The geography of scenius is nurtured by several factors:
• Mutual appreciation — Risky moves are applauded by the group, subtlety is appreciated, and friendly competition goads the shy. Scenius can be thought of as the best of peer pressure.
• Rapid exchange of tools and techniques — As soon as something is invented, it is flaunted and then shared. Ideas flow quickly because they are flowing inside a common language and sensibility.
• Network effects of success — When a record is broken, a hit happens, or breakthrough erupts, the success is claimed by the entire scene. This empowers the scene to further success.
• Local tolerance for the novelties — The local “outside” does not push back too hard against the transgressions of the scene. The renegades and mavericks are protected by this buffer zone.
Scenius can erupt almost anywhere, and at different scales: in a corner of a company, in a neighborhood, or in an entire region.
Thank you, Douwe for sending me this, and thank you David Matin from the New World Same Humans for introducing me to this term and bringing inspiring examples: “Ancient Greece was a philosophy scenius. New Orleans was a jazz scenius. Silicon Valley is a tech scenius.” There’s even an interactive scenius map about Abstract Art movement from MoMA, and it makes me want to see more of these.
Last week I witnessed something quite powerful and it’s very much connected to scenius. We had a three-evening playshop (workshops but more playful) with the Dancing Fox for a group of environmental NGOs. We used Miro, Zoom and were (beautifully) guided through a set of creative exercises, producing great results as everyone felt in their element: environmentalists, activists, artists, storytellers. As we could simultaneously build on each other’s ideas, it felt like the creative rhythm was accelerate and escalated. Also, we were spread across continents, which was quite powerful.
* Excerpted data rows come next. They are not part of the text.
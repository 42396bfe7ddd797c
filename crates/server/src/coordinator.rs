use std::{
    collections::{BTreeMap, HashMap},
    time::Duration,
};

use shared::{
    domain::{ListId, UserId},
    error::RealtimeError,
    protocol::{BroadcastEnvelope, ListEvent, PresenceUser, UserIdentity},
};
use tokio::sync::{mpsc, oneshot};
use tracing::{debug, info, warn};

const COMMAND_BUFFER: usize = 64;

/// How long a coordinator with no connections waits for one before stopping.
pub const DEFAULT_IDLE_TIMEOUT: Duration = Duration::from_secs(30);

pub type ConnectionId = u64;

/// Outbound text frames for one socket; the socket's writer task drains it.
pub type Outbound = mpsc::UnboundedSender<String>;

enum Command {
    Connect {
        identity: UserIdentity,
        outbound: Outbound,
        reply: oneshot::Sender<ConnectionId>,
    },
    Disconnect {
        connection_id: ConnectionId,
    },
    Broadcast {
        envelope: BroadcastEnvelope,
        reply: oneshot::Sender<usize>,
    },
    Presence {
        reply: oneshot::Sender<Vec<PresenceUser>>,
    },
    Shutdown,
}

/// Cheap, cloneable address of the single coordinator task that owns a list.
#[derive(Debug, Clone)]
pub struct CoordinatorHandle {
    list_id: ListId,
    commands: mpsc::Sender<Command>,
}

impl CoordinatorHandle {
    pub fn spawn(list_id: ListId) -> Self {
        Self::spawn_with_idle_timeout(list_id, DEFAULT_IDLE_TIMEOUT)
    }

    /// The coordinator stops on its own once it has had no connections for
    /// `idle_timeout`; the handle then reports closed.
    pub fn spawn_with_idle_timeout(list_id: ListId, idle_timeout: Duration) -> Self {
        let (commands, rx) = mpsc::channel(COMMAND_BUFFER);
        let coordinator = ListCoordinator {
            list_id: list_id.clone(),
            connections: HashMap::new(),
            next_connection_id: 1,
            idle_timeout,
        };
        tokio::spawn(coordinator.run(rx));
        Self { list_id, commands }
    }

    pub fn list_id(&self) -> &ListId {
        &self.list_id
    }

    pub fn is_closed(&self) -> bool {
        self.commands.is_closed()
    }

    /// Registers an established connection. Every live connection, including
    /// the new one, receives the updated presence list.
    pub async fn connect(
        &self,
        identity: UserIdentity,
        outbound: Outbound,
    ) -> Result<ConnectionId, RealtimeError> {
        let (reply, rx) = oneshot::channel();
        self.send(Command::Connect {
            identity,
            outbound,
            reply,
        })
        .await?;
        rx.await.map_err(|_| self.unreachable())
    }

    pub async fn disconnect(&self, connection_id: ConnectionId) {
        if self
            .commands
            .send(Command::Disconnect { connection_id })
            .await
            .is_err()
        {
            debug!(list_id = %self.list_id, connection_id, "coordinator gone before disconnect");
        }
    }

    pub async fn broadcast(&self, envelope: BroadcastEnvelope) -> Result<usize, RealtimeError> {
        let (reply, rx) = oneshot::channel();
        self.send(Command::Broadcast { envelope, reply }).await?;
        rx.await.map_err(|_| self.unreachable())
    }

    pub async fn presence(&self) -> Result<Vec<PresenceUser>, RealtimeError> {
        let (reply, rx) = oneshot::channel();
        self.send(Command::Presence { reply }).await?;
        rx.await.map_err(|_| self.unreachable())
    }

    pub(crate) async fn shutdown(&self) {
        let _ = self.commands.send(Command::Shutdown).await;
    }

    async fn send(&self, command: Command) -> Result<(), RealtimeError> {
        self.commands
            .send(command)
            .await
            .map_err(|_| self.unreachable())
    }

    fn unreachable(&self) -> RealtimeError {
        RealtimeError::PartitionLookup(format!("coordinator for list {} stopped", self.list_id))
    }
}

/// Validates the body of an internal broadcast request addressed to `room` on
/// the endpoint for `list_id`.
pub fn parse_internal(
    list_id: &ListId,
    room: &str,
    body: &[u8],
) -> Result<BroadcastEnvelope, RealtimeError> {
    if room != list_id.as_str() {
        return Err(RealtimeError::MalformedEvent(format!(
            "room '{room}' does not match list {list_id}"
        )));
    }
    serde_json::from_slice(body).map_err(|e| RealtimeError::MalformedEvent(e.to_string()))
}

struct LiveConnection {
    identity: UserIdentity,
    outbound: Outbound,
}

/// A connection is established while it is present in `connections`; removal
/// is terminal.
struct ListCoordinator {
    list_id: ListId,
    connections: HashMap<ConnectionId, LiveConnection>,
    next_connection_id: ConnectionId,
    idle_timeout: Duration,
}

impl ListCoordinator {
    async fn run(mut self, mut rx: mpsc::Receiver<Command>) {
        info!(list_id = %self.list_id, "list coordinator started");
        loop {
            let next = if self.connections.is_empty() {
                match tokio::time::timeout(self.idle_timeout, rx.recv()).await {
                    Ok(next) => next,
                    Err(_) => {
                        debug!(list_id = %self.list_id, "no connections left; going idle");
                        break;
                    }
                }
            } else {
                rx.recv().await
            };
            let Some(command) = next else {
                break;
            };
            match command {
                Command::Connect {
                    identity,
                    outbound,
                    reply,
                } => {
                    let connection_id = self.on_connect(identity, outbound);
                    let _ = reply.send(connection_id);
                }
                Command::Disconnect { connection_id } => self.on_close(connection_id),
                Command::Broadcast { envelope, reply } => {
                    let delivered = self.broadcast(&envelope);
                    let _ = reply.send(delivered);
                }
                Command::Presence { reply } => {
                    let _ = reply.send(self.presence());
                }
                Command::Shutdown => break,
            }
        }
        info!(
            list_id = %self.list_id,
            open = self.connections.len(),
            "list coordinator stopped"
        );
    }

    fn on_connect(&mut self, identity: UserIdentity, outbound: Outbound) -> ConnectionId {
        let connection_id = self.next_connection_id;
        self.next_connection_id += 1;
        info!(
            list_id = %self.list_id,
            connection_id,
            user_id = %identity.id,
            "connection established"
        );
        self.connections.insert(
            connection_id,
            LiveConnection { identity, outbound },
        );
        self.publish_presence();
        connection_id
    }

    fn on_close(&mut self, connection_id: ConnectionId) {
        let Some(closed) = self.connections.remove(&connection_id) else {
            return;
        };
        info!(
            list_id = %self.list_id,
            connection_id,
            user_id = %closed.identity.id,
            "connection closed"
        );
        self.publish_presence();
    }

    fn publish_presence(&self) {
        let users = self.presence();
        debug!(list_id = %self.list_id, present = users.len(), "presence changed");
        self.broadcast(&BroadcastEnvelope::new(
            ListEvent::UsersUpdated { users },
            Vec::new(),
        ));
    }

    /// One entry per distinct user, ordered by user id.
    fn presence(&self) -> Vec<PresenceUser> {
        let unique: BTreeMap<&UserId, &UserIdentity> = self
            .connections
            .values()
            .map(|conn| (&conn.identity.id, &conn.identity))
            .collect();
        unique.into_values().map(UserIdentity::presence).collect()
    }

    fn broadcast(&self, envelope: &BroadcastEnvelope) -> usize {
        let event = &envelope.event;
        let text = match event.to_wire() {
            Ok(text) => text,
            Err(err) => {
                warn!(list_id = %self.list_id, error = %err, "failed to encode list event");
                return 0;
            }
        };

        // Sockets whose writer already exited are skipped here and removed
        // when their Disconnect arrives.
        let delivered = self
            .connections
            .values()
            .filter(|conn| !envelope.excludes(&conn.identity.id))
            .filter(|conn| conn.outbound.send(text.clone()).is_ok())
            .count();

        debug!(
            list_id = %self.list_id,
            kind = event.kind().as_str(),
            delivered,
            "list event delivered"
        );
        delivered
    }
}

#[cfg(test)]
#[path = "tests/coordinator_tests.rs"]
mod tests;
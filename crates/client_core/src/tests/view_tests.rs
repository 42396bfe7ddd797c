use super::*;
use std::{net::SocketAddr, time::Duration};

use axum::{
    extract::{
        ws::{Message as ServerMessage, WebSocket, WebSocketUpgrade},
        Path, State,
    },
    http::StatusCode,
    response::{IntoResponse, Response},
    routing::{delete, get, post},
    Json, Router,
};
use chrono::TimeZone;
use shared::{
    domain::ItemKind,
    error::{ApiError, ErrorCode},
};

type Items = Arc<Mutex<Vec<ItemSnapshot>>>;

fn item(id: &str, title: &str) -> ItemSnapshot {
    ItemSnapshot {
        id: ItemId::new(id),
        kind: ItemKind::Movie,
        external_id: None,
        title: title.into(),
        overview: None,
        duration: None,
        episode_count: None,
        rating: None,
        release_date: None,
        poster_url: None,
        watched_at: None,
        priority: 0,
        created_at: Utc.with_ymd_and_hms(2024, 5, 1, 12, 0, 0).unwrap(),
    }
}

async fn list_items(State(items): State<Items>) -> Json<Vec<ItemSnapshot>> {
    Json(items.lock().unwrap().clone())
}

async fn create_item(State(items): State<Items>, Json(draft): Json<NewItem>) -> Response {
    if draft.title == "reject me" {
        let body = ApiError::new(ErrorCode::Validation, "title rejected");
        return (StatusCode::BAD_REQUEST, Json(body)).into_response();
    }
    let created = item(&format!("srv-{}", draft.title), &draft.title);
    items.lock().unwrap().insert(0, created.clone());
    (StatusCode::CREATED, Json(created)).into_response()
}

async fn remove_item(
    State(items): State<Items>,
    Path((_list_id, item_id)): Path<(String, String)>,
) -> Response {
    let mut items = items.lock().unwrap();
    let before = items.len();
    items.retain(|item| item.id.as_str() != item_id);
    if items.len() == before {
        let body = ApiError::new(ErrorCode::NotFound, "item not found");
        return (StatusCode::NOT_FOUND, Json(body)).into_response();
    }
    StatusCode::NO_CONTENT.into_response()
}

async fn mark_watched_unavailable() -> Response {
    let body = ApiError::new(ErrorCode::Internal, "database unavailable");
    (StatusCode::INTERNAL_SERVER_ERROR, Json(body)).into_response()
}

async fn list_socket(ws: WebSocketUpgrade) -> Response {
    ws.on_upgrade(announce_presence)
}

async fn announce_presence(mut socket: WebSocket) {
    let presence = ListEvent::UsersUpdated {
        users: vec![
            PresenceUser {
                id: UserId::new("ann"),
                name: "Ann".into(),
            },
            PresenceUser {
                id: UserId::new("bob"),
                name: "Bob".into(),
            },
        ],
    };
    if socket
        .send(ServerMessage::Text(presence.to_wire().unwrap()))
        .await
        .is_err()
    {
        return;
    }
    while let Some(Ok(message)) = socket.recv().await {
        if matches!(message, ServerMessage::Close(_)) {
            break;
        }
    }
}

async fn serve(items: Items) -> SocketAddr {
    let app = Router::new()
        .route(
            "/api/lists/:list_id/items",
            get(list_items).post(create_item),
        )
        .route("/api/lists/:list_id/items/:item_id", delete(remove_item))
        .route(
            "/api/lists/:list_id/items/:item_id/watched",
            post(mark_watched_unavailable),
        )
        .route("/ws/list/:list_id", get(list_socket))
        .with_state(items);
    let listener = tokio::net::TcpListener::bind("127.0.0.1:0")
        .await
        .expect("bind");
    let addr = listener.local_addr().expect("addr");
    tokio::spawn(async move {
        axum::serve(listener, app).await.expect("serve");
    });
    addr
}

async fn mounted(items: Vec<ItemSnapshot>) -> (ListView, Items) {
    let items: Items = Arc::new(Mutex::new(items));
    let addr = serve(items.clone()).await;
    let server_url = format!("http://{addr}");
    let session_id = SessionId::new("sess-ann");
    let api = Arc::new(ListApiClient::new(&server_url, session_id.clone()).expect("client"));
    let view = ListView::mount(
        ListViewConfig {
            server_url,
            list_id: ListId::new("L1"),
            session_id,
            current_user: UserId::new("ann"),
        },
        api,
    )
    .await
    .expect("mount");
    (view, items)
}

async fn eventually(mut check: impl FnMut() -> bool) {
    tokio::time::timeout(Duration::from_secs(5), async {
        while !check() {
            tokio::time::sleep(Duration::from_millis(10)).await;
        }
    })
    .await
    .expect("condition reached");
}

fn ids(items: &[ItemSnapshot]) -> Vec<String> {
    items.iter().map(|item| item.id.to_string()).collect()
}

#[tokio::test]
async fn mount_loads_items_and_tracks_other_viewers() {
    let (view, _items) = mounted(vec![item("i1", "Alien"), item("i2", "Heat")]).await;

    eventually(|| ids(&view.items()) == vec!["i1", "i2"]).await;
    eventually(|| !view.connected_users().is_empty()).await;

    let users = view.connected_users();
    assert_eq!(users.len(), 1);
    assert_eq!(users[0].id.as_str(), "bob");
    assert!(view.is_connected());
    assert_eq!(view.state().list_id(), view.list_id());

    view.unmount().await;
}

#[tokio::test]
async fn created_item_is_replaced_by_server_copy() {
    let (view, _items) = mounted(vec![item("i1", "Alien")]).await;
    eventually(|| ids(&view.items()) == vec!["i1"]).await;

    let created = view
        .create_item(NewItem::titled("Heat"))
        .await
        .expect("create");

    assert_eq!(created.id.as_str(), "srv-Heat");
    eventually(|| ids(&view.items()) == vec!["srv-Heat", "i1"]).await;
    view.unmount().await;
}

#[tokio::test]
async fn rejected_create_rolls_back() {
    let (view, _items) = mounted(vec![item("i1", "Alien")]).await;
    eventually(|| ids(&view.items()) == vec!["i1"]).await;

    let err = view
        .create_item(NewItem::titled("reject me"))
        .await
        .expect_err("rejected");

    assert!(matches!(
        err,
        ClientError::Api {
            status: 400,
            code: Some(ErrorCode::Validation),
            ..
        }
    ));
    assert_eq!(ids(&view.items()), vec!["i1"]);
    view.unmount().await;
}

#[tokio::test]
async fn failed_mark_watched_leaves_the_item_unwatched() {
    let (view, _items) = mounted(vec![item("i1", "Alien"), item("i2", "Heat")]).await;
    eventually(|| ids(&view.items()) == vec!["i1", "i2"]).await;

    let err = view
        .mark_watched(&ItemId::new("i1"))
        .await
        .expect_err("server error");

    assert!(matches!(
        err,
        ClientError::Api {
            status: 500,
            code: Some(ErrorCode::Internal),
            ..
        }
    ));
    assert_eq!(view.items(), vec![item("i1", "Alien"), item("i2", "Heat")]);
    view.unmount().await;
}

#[tokio::test]
async fn removing_a_missing_item_reports_not_found() {
    let (view, _items) = mounted(vec![item("i1", "Alien")]).await;
    eventually(|| ids(&view.items()) == vec!["i1"]).await;

    let err = view
        .remove_item(&ItemId::new("ghost"))
        .await
        .expect_err("missing");

    assert_eq!(err.code(), Some(ErrorCode::NotFound));
    assert_eq!(ids(&view.items()), vec!["i1"]);
    view.unmount().await;
}

#[tokio::test]
async fn visible_items_follow_view_state() {
    let (mut view, _items) = mounted(vec![item("i1", "Alien"), item("i2", "Heat")]).await;
    eventually(|| view.items().len() == 2).await;

    view.state_mut().set_search_query("hea");

    assert_eq!(ids(&view.visible_items(&ItemsFilter::default())), vec!["i2"]);
    view.unmount().await;
}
It really felt like we were part of a creative hive mind and could see a force of change emerging from that dynamic.
🇧🇷Tropicália
I could not stop thinking about scenius movements and Tropicália immediately came to mind. Google Arts&Culture has a great editorial piece about which I recommend taking a look: “What is the Tropicália movement? Discover the artistic and musical revolution that unleashed a generation of rebels”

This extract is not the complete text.